***** Supplied data
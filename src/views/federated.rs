// Copyright (c) 2026 bad-antics
// Licensed under the MIT License. See LICENSE file in the project root.
// https://github.com/bad-antics/nemi-rs

//! Federated learning - network topology and simulated learning rounds

use std::collections::{HashSet, VecDeque};
use std::f64::consts::PI;
use std::sync::atomic::{AtomicBool, Ordering};
use std::sync::Arc;
use std::time::Duration;

use chrono::{DateTime, Utc};
use rand::Rng;
use serde::{Deserialize, Serialize};
use tracing::{debug, info};

use crate::core::Engine;
use crate::model::MAX_ACCURACY;
use crate::sim::SimRng;

use super::BusyGuard;

const CENTER: (f64, f64) = (300.0, 200.0);
const RADIUS: f64 = 120.0;
const COORDINATOR_ID: &str = "coordinator";

#[derive(Debug, Clone, Copy, PartialEq, Eq, Serialize, Deserialize)]
#[serde(rename_all = "lowercase")]
pub enum NetworkRole {
    Coordinator,
    Japan,
    India,
}

#[derive(Debug, Clone, Copy, PartialEq, Eq, Serialize, Deserialize)]
#[serde(rename_all = "lowercase")]
pub enum ParticipantStatus {
    Active,
    Learning,
    Idle,
}

/// A factory (or the coordinator) in the federation graph
#[derive(Debug, Clone, PartialEq, Serialize, Deserialize)]
pub struct NetworkNode {
    pub id: String,
    pub x: f64,
    pub y: f64,
    pub role: NetworkRole,
    pub status: ParticipantStatus,
    pub accuracy: f64,
    pub contributions: u32,
    pub last_update: DateTime<Utc>,
}

/// Historical record of one aggregation round
#[derive(Debug, Clone, PartialEq, Serialize, Deserialize)]
pub struct LearningRound {
    pub round: u64,
    pub global_accuracy: f64,
    pub participating_nodes: usize,
    pub convergence_rate: f64,
    /// Remaining differential-privacy budget (epsilon)
    pub privacy_budget: f64,
    pub timestamp: DateTime<Utc>,
}

/// Gradient upload in flight towards the coordinator
#[derive(Debug, Clone, PartialEq, Serialize, Deserialize)]
pub struct Transmission {
    pub from: String,
    pub to: String,
    /// Percent, 0..=100
    pub progress: u8,
}

/// Simulated latency of each round phase
#[derive(Debug, Clone, Copy, PartialEq)]
pub struct RoundTimings {
    pub local_training: Duration,
    pub transmission_step: Duration,
    pub aggregation: Duration,
}

impl Default for RoundTimings {
    fn default() -> Self {
        Self {
            local_training: Duration::from_secs(3),
            transmission_step: Duration::from_millis(100),
            aggregation: Duration::from_secs(1),
        }
    }
}

fn initial_network(now: DateTime<Utc>) -> Vec<NetworkNode> {
    let node = |id: &str, x: f64, y: f64, role, status, accuracy, contributions| NetworkNode {
        id: id.to_string(),
        x,
        y,
        role,
        status,
        accuracy,
        contributions,
        last_update: now,
    };
    let (cx, cy) = CENTER;
    let ring = |k: f64| (RADIUS * (k * PI / 3.0).cos(), RADIUS * (k * PI / 3.0).sin());
    let (a0, b0) = ring(0.0);
    let (a1, b1) = ring(1.0);
    let (a2, b2) = ring(2.0);

    use NetworkRole::*;
    use ParticipantStatus::*;
    vec![
        node(COORDINATOR_ID, cx, cy, Coordinator, Active, 99.0, 0),
        node("japan-factory-01", cx - a0, cy - b0, Japan, Active, 99.7, 24),
        node("japan-factory-02", cx - a1, cy - b1, Japan, Active, 99.8, 31),
        node("japan-factory-03", cx - a2, cy - b2, Japan, Idle, 99.4, 18),
        node("india-factory-01", cx + a0, cy + b0, India, Active, 99.5, 28),
        node("india-factory-02", cx + a1, cy + b1, India, Active, 99.6, 22),
        node("india-factory-03", cx + a2, cy + b2, India, Learning, 99.3, 15),
    ]
}

fn synthetic_history(rng: &mut SimRng, len: usize, now: DateTime<Utc>) -> VecDeque<LearningRound> {
    (1..=len as u64)
        .map(|i| LearningRound {
            round: i,
            global_accuracy: 95.0 + i as f64 * 0.2 + rng.gen::<f64>() * 0.1,
            participating_nodes: 4 + rng.gen_range(0..3),
            convergence_rate: 0.8 + rng.gen::<f64>() * 0.2,
            privacy_budget: 1.0 - i as f64 * 0.02,
            timestamp: now - chrono::Duration::hours((len as u64 - i) as i64),
        })
        .collect()
}

/// Federated learning view
pub struct FederatedLearning {
    engine: Arc<Engine>,
    rng: SimRng,
    nodes: Vec<NetworkNode>,
    history: VecDeque<LearningRound>,
    history_len: usize,
    current_round: u64,
    is_learning: AtomicBool,
    transmissions: Vec<Transmission>,
    timings: RoundTimings,
}

impl FederatedLearning {
    pub fn new(engine: Arc<Engine>) -> Self {
        Self::with_timings(engine, RoundTimings::default())
    }

    pub fn with_timings(engine: Arc<Engine>, timings: RoundTimings) -> Self {
        let mut rng = engine.fork_rng();
        let history_len = engine.config.views.learning_history.max(1);
        let now = Utc::now();
        let history = synthetic_history(&mut rng, history_len, now);

        Self {
            engine,
            rng,
            nodes: initial_network(now),
            current_round: history_len as u64,
            history,
            history_len,
            is_learning: AtomicBool::new(false),
            transmissions: Vec::new(),
            timings,
        }
    }

    pub fn nodes(&self) -> &[NetworkNode] {
        &self.nodes
    }

    pub fn history(&self) -> &VecDeque<LearningRound> {
        &self.history
    }

    pub fn transmissions(&self) -> &[Transmission] {
        &self.transmissions
    }

    pub fn current_round(&self) -> u64 {
        self.current_round
    }

    pub fn is_learning(&self) -> bool {
        self.is_learning.load(Ordering::Acquire)
    }

    pub fn privacy_budget(&self) -> f64 {
        self.history.back().map(|r| r.privacy_budget).unwrap_or(1.0)
    }

    /// Active factories, excluding the coordinator
    pub fn active_participants(&self) -> usize {
        self.nodes
            .iter()
            .filter(|n| n.role != NetworkRole::Coordinator && n.status == ParticipantStatus::Active)
            .count()
    }

    /// Run one round: select, train, transmit, aggregate, then advance the
    /// shared store. Returns `None` when a round is already in progress.
    ///
    /// A round dropped before aggregation records nothing and leaves the
    /// store untouched.
    pub async fn run_round(&mut self) -> Option<LearningRound> {
        let _busy = BusyGuard::acquire(&self.is_learning)?;
        let round_started = self.current_round;

        // selection
        let mut participants = HashSet::new();
        for node in self.nodes.iter().filter(|n| n.role != NetworkRole::Coordinator) {
            if self.rng.gen::<f64>() > 0.3 {
                participants.insert(node.id.clone());
            }
        }
        for node in &mut self.nodes {
            node.status = if node.role == NetworkRole::Coordinator {
                ParticipantStatus::Active
            } else if participants.contains(&node.id) {
                ParticipantStatus::Learning
            } else {
                ParticipantStatus::Idle
            };
        }
        debug!("round {}: {} participants", round_started + 1, participants.len());

        // local training
        tokio::time::sleep(self.timings.local_training).await;

        // gradient transmission
        self.transmissions = self
            .nodes
            .iter()
            .filter(|n| participants.contains(&n.id))
            .map(|n| Transmission {
                from: n.id.clone(),
                to: COORDINATOR_ID.to_string(),
                progress: 0,
            })
            .collect();
        for progress in (0..=100u8).step_by(10) {
            for t in &mut self.transmissions {
                t.progress = progress;
            }
            tokio::time::sleep(self.timings.transmission_step).await;
        }

        // aggregation
        tokio::time::sleep(self.timings.aggregation).await;

        let global = self.engine.snapshot().global_accuracy;
        let new_accuracy = (global + 0.05 + self.rng.gen::<f64>() * 0.05).min(MAX_ACCURACY);
        let record = LearningRound {
            round: round_started + 1,
            global_accuracy: new_accuracy,
            participating_nodes: participants.len(),
            convergence_rate: 0.85 + self.rng.gen::<f64>() * 0.1,
            privacy_budget: (1.0 - round_started as f64 * 0.02).max(0.1),
            timestamp: Utc::now(),
        };
        self.history.push_back(record.clone());
        while self.history.len() > self.history_len {
            self.history.pop_front();
        }

        let now = Utc::now();
        for node in &mut self.nodes {
            node.status = ParticipantStatus::Active;
            node.last_update = now;
            if node.role == NetworkRole::Coordinator {
                node.accuracy = new_accuracy;
            } else {
                node.accuracy = (node.accuracy + 0.02 + self.rng.gen::<f64>() * 0.03).min(MAX_ACCURACY);
                if participants.contains(&node.id) {
                    node.contributions += 1;
                }
            }
        }

        self.transmissions.clear();
        self.current_round = record.round;

        self.engine.simulate_federated_learning();
        info!("Federated round {} aggregated from {} factories", record.round, record.participating_nodes);
        Some(record)
    }
}

#[cfg(test)]
mod tests {
    use super::*;
    use crate::config::{Config, SimulationConfig};

    fn engine(seed: u64) -> Arc<Engine> {
        Arc::new(Engine::new(Config {
            simulation: SimulationConfig {
                seed: Some(seed),
                ..SimulationConfig::default()
            },
            ..Config::default()
        }))
    }

    #[test]
    fn test_initial_topology() {
        let view = FederatedLearning::new(engine(1));
        assert_eq!(view.nodes().len(), 7);
        assert_eq!(view.nodes()[0].role, NetworkRole::Coordinator);
        assert_eq!((view.nodes()[0].x, view.nodes()[0].y), (300.0, 200.0));
        assert!((view.nodes()[1].x - 180.0).abs() < 1e-9);
        assert!((view.nodes()[4].x - 420.0).abs() < 1e-9);
        for n in &view.nodes()[1..] {
            let d = ((n.x - 300.0).powi(2) + (n.y - 200.0).powi(2)).sqrt();
            assert!((d - RADIUS).abs() < 1e-9);
        }
        assert_eq!(view.active_participants(), 4);
    }

    #[test]
    fn test_synthetic_history() {
        let view = FederatedLearning::new(engine(2));
        assert_eq!(view.history().len(), 20);
        assert_eq!(view.current_round(), 20);
        let first = &view.history()[0];
        assert_eq!(first.round, 1);
        assert!((4..=6).contains(&first.participating_nodes));
        assert!((view.privacy_budget() - 0.6).abs() < 1e-9);
    }

    #[tokio::test(start_paused = true)]
    async fn test_round_advances_view_and_store() {
        let engine = engine(3);
        engine.start_system();
        engine.driver().stop();
        let mut view = FederatedLearning::new(engine.clone());
        let contributions_before: u32 = view.nodes().iter().map(|n| n.contributions).sum();

        let record = view.run_round().await.unwrap();

        assert_eq!(record.round, 21);
        assert_eq!(view.current_round(), 21);
        assert_eq!(view.history().len(), 20);
        assert_eq!(view.history().back(), Some(&record));
        assert!((record.privacy_budget - 0.6).abs() < 1e-9);
        assert!(record.global_accuracy <= MAX_ACCURACY);
        assert!(!view.is_learning());
        assert!(view.transmissions().is_empty());
        assert!(view.nodes().iter().all(|n| n.status == ParticipantStatus::Active));

        let contributions_after: u32 = view.nodes().iter().map(|n| n.contributions).sum();
        assert_eq!(contributions_after - contributions_before, record.participating_nodes as u32);
        assert_eq!(view.nodes()[0].accuracy, record.global_accuracy);

        let snapshot = engine.snapshot();
        assert_eq!(snapshot.federated_learning_rounds, 1);
        assert!((snapshot.global_accuracy - 99.8).abs() < 1e-9);
        engine.stop_system();
    }

    #[tokio::test(start_paused = true)]
    async fn test_round_takes_simulated_phases() {
        let engine = engine(4);
        let mut view = FederatedLearning::new(engine);
        let started = tokio::time::Instant::now();
        view.run_round().await.unwrap();
        // 3s training + 11 x 100ms transmission + 1s aggregation
        let elapsed = started.elapsed();
        assert!(elapsed >= Duration::from_millis(5100));
        assert!(elapsed < Duration::from_millis(5200));
    }

    #[tokio::test(start_paused = true)]
    async fn test_cancelled_round_can_be_rerun() {
        let engine = engine(6);
        let mut view = FederatedLearning::new(engine.clone());

        let cancelled = tokio::time::timeout(Duration::from_secs(1), view.run_round()).await;
        assert!(cancelled.is_err());
        assert!(!view.is_learning());
        assert_eq!(view.current_round(), 20);
        assert_eq!(engine.snapshot().federated_learning_rounds, 0);

        let record = view.run_round().await.unwrap();
        assert_eq!(record.round, 21);
        assert!(view.transmissions().is_empty());
        assert_eq!(engine.snapshot().federated_learning_rounds, 1);
    }

    #[tokio::test(start_paused = true)]
    async fn test_privacy_budget_floor() {
        let engine = engine(5);
        let mut view = FederatedLearning::with_timings(
            engine,
            RoundTimings {
                local_training: Duration::ZERO,
                transmission_step: Duration::ZERO,
                aggregation: Duration::ZERO,
            },
        );
        let mut last = None;
        for _ in 0..40 {
            last = view.run_round().await;
        }
        assert_eq!(last.unwrap().privacy_budget, 0.1);
        assert_eq!(view.current_round(), 60);
    }
}
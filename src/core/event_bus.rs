// Copyright (c) 2026 bad-antics
// Licensed under the MIT License. See LICENSE file in the project root.
// https://github.com/bad-antics/nemi-rs

//! Event bus: one ordered broadcast stream of store actions, detections,
//! alerts and errors

use std::sync::atomic::{AtomicU64, Ordering};

use chrono::{DateTime, Utc};
use serde::{Deserialize, Serialize};
use tokio::sync::broadcast::{self, error::RecvError};

use crate::sim::EdgeDetection;
use crate::store::Action;

#[derive(Debug, Clone, Copy, PartialEq, Eq, Serialize, Deserialize)]
#[serde(rename_all = "lowercase")]
pub enum AlertLevel {
    Info,
    Warning,
    Error,
}

impl std::fmt::Display for AlertLevel {
    fn fmt(&self, f: &mut std::fmt::Formatter<'_>) -> std::fmt::Result {
        f.write_str(match self {
            AlertLevel::Info => "info",
            AlertLevel::Warning => "warning",
            AlertLevel::Error => "error",
        })
    }
}

#[derive(Debug, Clone, Serialize, Deserialize)]
#[serde(tag = "kind", content = "data", rename_all = "snake_case")]
pub enum EventPayload {
    Action(Action),
    Detection(EdgeDetection),
    Alert { level: AlertLevel, message: String },
    Error { code: u32, message: String },
}

/// Discriminant used to filter a subscription
#[derive(Debug, Clone, Copy, PartialEq, Eq, Hash)]
pub enum EventKind {
    Action,
    Detection,
    Alert,
    Error,
}

impl EventPayload {
    pub fn kind(&self) -> EventKind {
        match self {
            EventPayload::Action(_) => EventKind::Action,
            EventPayload::Detection(_) => EventKind::Detection,
            EventPayload::Alert { .. } => EventKind::Alert,
            EventPayload::Error { .. } => EventKind::Error,
        }
    }
}

/// Published event; `seq` is unique and increasing per bus
#[derive(Debug, Clone, Serialize, Deserialize)]
pub struct Event {
    pub seq: u64,
    pub at: DateTime<Utc>,
    pub payload: EventPayload,
}

/// Receiver that skips events outside its kind set.
///
/// Lag is reported as-is so callers can decide whether to resync.
pub struct Subscription {
    rx: broadcast::Receiver<Event>,
    kinds: &'static [EventKind],
}

impl Subscription {
    pub async fn recv(&mut self) -> Result<Event, RecvError> {
        loop {
            let event = self.rx.recv().await?;
            if self.kinds.is_empty() || self.kinds.contains(&event.payload.kind()) {
                return Ok(event);
            }
        }
    }
}

pub struct EventBus {
    tx: broadcast::Sender<Event>,
    seq: AtomicU64,
}

impl EventBus {
    pub fn new(capacity: usize) -> Self {
        let (tx, _) = broadcast::channel(capacity.max(1));
        Self { tx, seq: AtomicU64::new(0) }
    }

    pub fn publish(&self, payload: EventPayload) -> u64 {
        let seq = self.seq.fetch_add(1, Ordering::Relaxed);
        // no receivers is fine
        let _ = self.tx.send(Event { seq, at: Utc::now(), payload });
        seq
    }

    pub fn publish_action(&self, action: Action) -> u64 {
        self.publish(EventPayload::Action(action))
    }

    pub fn publish_detection(&self, detection: EdgeDetection) -> u64 {
        self.publish(EventPayload::Detection(detection))
    }

    pub fn publish_alert(&self, level: AlertLevel, message: impl Into<String>) -> u64 {
        self.publish(EventPayload::Alert { level, message: message.into() })
    }

    pub fn publish_error(&self, code: u32, message: impl Into<String>) -> u64 {
        self.publish(EventPayload::Error { code, message: message.into() })
    }

    /// Every event, in publish order
    pub fn subscribe(&self) -> Subscription {
        self.subscribe_to(&[])
    }

    /// Only events whose kind is in `kinds`; an empty set means all
    pub fn subscribe_to(&self, kinds: &'static [EventKind]) -> Subscription {
        Subscription { rx: self.tx.subscribe(), kinds }
    }

    pub fn subscriber_count(&self) -> usize {
        self.tx.receiver_count()
    }
}

impl Default for EventBus {
    fn default() -> Self {
        Self::new(1024)
    }
}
**********
What to work on - Take exactly the lines from the one containing "already in progress." through the one containing "let _busy = BusyGuard::acquire(&self.is_learning)?;" in the data above, and output them with nothing added.

Response to this exercise -
    /// shared store. Returns `None` when a round is already in progress.
    ///
    /// A round dropped before aggregation records nothing and leaves the
    /// store untouched.
    pub async fn run_round(&mut self) -> Option<LearningRound> {
        let _busy = BusyGuard::acquire(&self.is_learning)?;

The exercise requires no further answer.